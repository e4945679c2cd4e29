//! Layout Pipeline
//!
//! Connects the signal bus, the root controller and the terminal.
//!
//! # Pipeline Architecture
//!
//! ```text
//! resize/dirty → coalesce (frame) → RootController solve → update → BoxController diff → animator
//! ```
//!
//! ## Frame Ordering
//!
//! 1. **resize** - the root copies the viewport into its node and raises dirty
//! 2. **dirty** - the root solves the whole tree once and raises update
//! 3. **update** - every box compares its rectangle and animates if it moved
//!
//! Each step is dispatched on its own frame boundary, so any number of raw
//! signals within one frame collapse into one step.

pub mod mount;
pub mod root;
pub mod terminal;

pub use mount::Stage;
pub use root::RootController;
pub use terminal::{detect_viewport, is_quit, run, tick, viewport_from_event};
//! Signal names used by the layout pipeline.

/// Raw viewport resize occurrence.
pub const RESIZE: &str = "resize";
/// Raw "layout tree is stale" occurrence.
pub const DIRTY_LAYOUT: &str = "dirty-layout";
/// Raw "fresh geometry is available" occurrence.
pub const UPDATE_LAYOUT: &str = "update-layout";

/// At most once per frame after any [`RESIZE`].
pub const OPTIMIZED_RESIZE: &str = "optimizedResize";
/// At most once per frame after any [`DIRTY_LAYOUT`].
pub const OPTIMIZED_DIRTY_LAYOUT: &str = "optimizedDirtyLayout";
/// At most once per frame after any [`UPDATE_LAYOUT`].
pub const OPTIMIZED_UPDATE_LAYOUT: &str = "optimizedUpdateLayout";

Task item »
All lines above from the one containing "pub mod root;" to the one containing "viewport resize occurrence." must be repeated exactly, both lines included, and no others.

Answer to this exercise »
pub mod root;
pub mod terminal;

pub use mount::Stage;
pub use root::RootController;
pub use terminal::{detect_viewport, is_quit, run, tick, viewport_from_event};
//! Signal names used by the layout pipeline.

/// Raw viewport resize occurrence.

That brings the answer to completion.